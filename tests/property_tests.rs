//! Property-based tests using proptest
//!
//! Framing must not depend on how the transport chunks the byte stream,
//! and arbitrary input must never panic the decoder.

#![allow(clippy::expect_used, clippy::unwrap_used)]

use std::sync::Arc;

use bytes::{BufMut, BytesMut};
use font_agent_protocol::protocol::sanitize::sanitized;
use font_agent_protocol::{
    AuthRequest, AuthResponse, FontInstallRequest, FontInstallResponse, FrameCodec, Packet,
    PacketRegistry, ProtocolError,
};
use proptest::prelude::*;

fn packet_strategy() -> impl Strategy<Value = Packet> {
    prop_oneof![
        (any::<u32>(), "[a-zA-Z0-9]{0,32}", "[a-zA-Z0-9-]{0,64}").prop_map(
            |(version, client_name, client_hwid)| Packet::AuthRequest(AuthRequest {
                version,
                client_name,
                client_hwid,
            })
        ),
        (any::<bool>(), "[a-zA-Z0-9.]{0,256}")
            .prop_map(|(success, message)| Packet::AuthResponse(AuthResponse { success, message })),
        (
            "[a-f0-9]{0,64}",
            "[a-zA-Z]{0,32}",
            "[a-zA-Z]{0,32}",
            "(ttf|otf|woff2)",
            any::<bool>()
        )
            .prop_map(|(file_hash, name, style, file_type, install)| {
                Packet::FontInstallRequest(FontInstallRequest {
                    file_hash,
                    name,
                    style,
                    file_type,
                    install,
                })
            }),
        (any::<bool>(), "[a-zA-Z0-9.]{0,256}").prop_map(|(success, message)| {
            Packet::FontInstallResponse(FontInstallResponse { success, message })
        }),
    ]
}

fn encode_all(registry: &PacketRegistry, packets: &[Packet]) -> Vec<u8> {
    let mut wire = BytesMut::new();
    for packet in packets {
        registry.encode_frame_into(packet, &mut wire).unwrap();
    }
    wire.to_vec()
}

fn decode_chunked(registry: Arc<PacketRegistry>, wire: &[u8], chunks: &[usize]) -> Vec<Packet> {
    let mut codec = FrameCodec::new(registry.clone()).with_max_buffer_size(1 << 20);
    let mut buf = BytesMut::new();
    let mut out = Vec::new();
    let mut offset = 0;
    let mut sizes = chunks.iter().cycle();

    while offset < wire.len() {
        let step = (*sizes.next().unwrap()).min(wire.len() - offset);
        buf.put_slice(&wire[offset..offset + step]);
        offset += step;
        for frame in codec.feed(&mut buf).unwrap() {
            let packet = registry.decode(frame.packet_type, &frame.payload).unwrap();
            out.push(sanitized(packet));
        }
    }
    assert!(buf.is_empty(), "complete input must leave nothing buffered");
    out
}

// Property: decoded packets do not depend on chunk boundaries
proptest! {
    #[test]
    fn prop_chunking_does_not_matter(
        packets in prop::collection::vec(packet_strategy(), 1..20),
        chunks in prop::collection::vec(1usize..300, 1..16),
    ) {
        let registry = Arc::new(PacketRegistry::standard());
        let wire = encode_all(&registry, &packets);

        let whole = decode_chunked(registry.clone(), &wire, &[wire.len()]);
        let pieces = decode_chunked(registry, &wire, &chunks);

        prop_assert_eq!(&whole, &packets);
        prop_assert_eq!(&pieces, &packets);
    }
}

// Property: byte-at-a-time delivery yields the same packets
proptest! {
    #[test]
    fn prop_single_byte_delivery(packets in prop::collection::vec(packet_strategy(), 1..5)) {
        let registry = Arc::new(PacketRegistry::standard());
        let wire = encode_all(&registry, &packets);
        prop_assert_eq!(decode_chunked(registry, &wire, &[1]), packets);
    }
}

// Property: unknown type headers in front of a frame cost exactly two bytes each
proptest! {
    #[test]
    fn prop_unknown_headers_are_skipped(
        unknown in prop::collection::vec(4u16..=u16::MAX, 0..10),
        packet in packet_strategy(),
    ) {
        let registry = Arc::new(PacketRegistry::standard());
        let mut wire = Vec::new();
        for ty in &unknown {
            wire.extend_from_slice(&ty.to_le_bytes());
        }
        wire.extend(encode_all(&registry, std::slice::from_ref(&packet)));

        let mut codec = FrameCodec::new(registry.clone());
        let mut buf = BytesMut::from(&wire[..]);
        let frames = codec.feed(&mut buf).unwrap();

        prop_assert_eq!(frames.len(), 1);
        prop_assert_eq!(codec.skipped_headers(), unknown.len() as u64);
        let decoded = registry.decode(frames[0].packet_type, &frames[0].payload).unwrap();
        prop_assert_eq!(sanitized(decoded), packet);
    }
}

// Property: arbitrary bytes never panic the decoder
proptest! {
    #[test]
    fn prop_arbitrary_input_never_panics(data in prop::collection::vec(any::<u8>(), 0..2048)) {
        let registry = Arc::new(PacketRegistry::standard());
        let mut codec = FrameCodec::new(registry.clone()).with_max_buffer_size(4096);
        let mut buf = BytesMut::from(&data[..]);

        let frames = codec.feed(&mut buf).unwrap();
        for frame in frames {
            // decoding may fail on garbage, but must not panic
            let _ = registry.decode(frame.packet_type, &frame.payload);
        }
        prop_assert!(buf.len() < registry.max_frame_size());
    }
}

// Property: a string longer than its field width is refused, never truncated
proptest! {
    #[test]
    fn prop_overlong_field_rejected(extra in 1usize..64) {
        let registry = PacketRegistry::standard();
        let packet = Packet::AuthRequest(AuthRequest {
            version: 1,
            client_name: "n".repeat(32 + extra),
            client_hwid: "hw".into(),
        });
        let err = registry.encode_frame(&packet).unwrap_err();
        let is_overflow = matches!(err, ProtocolError::FieldOverflow { field: "client_name", .. });
        prop_assert!(is_overflow);
    }
}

> _Required action_: Among the records, find all lines that include the string "message" and return them.

> _Written reply_:
            .prop_map(|(success, message)| Packet::AuthResponse(AuthResponse { success, message })),
        (any::<bool>(), "[a-zA-Z0-9.]{0,256}").prop_map(|(success, message)| {
            Packet::FontInstallResponse(FontInstallResponse { success, message })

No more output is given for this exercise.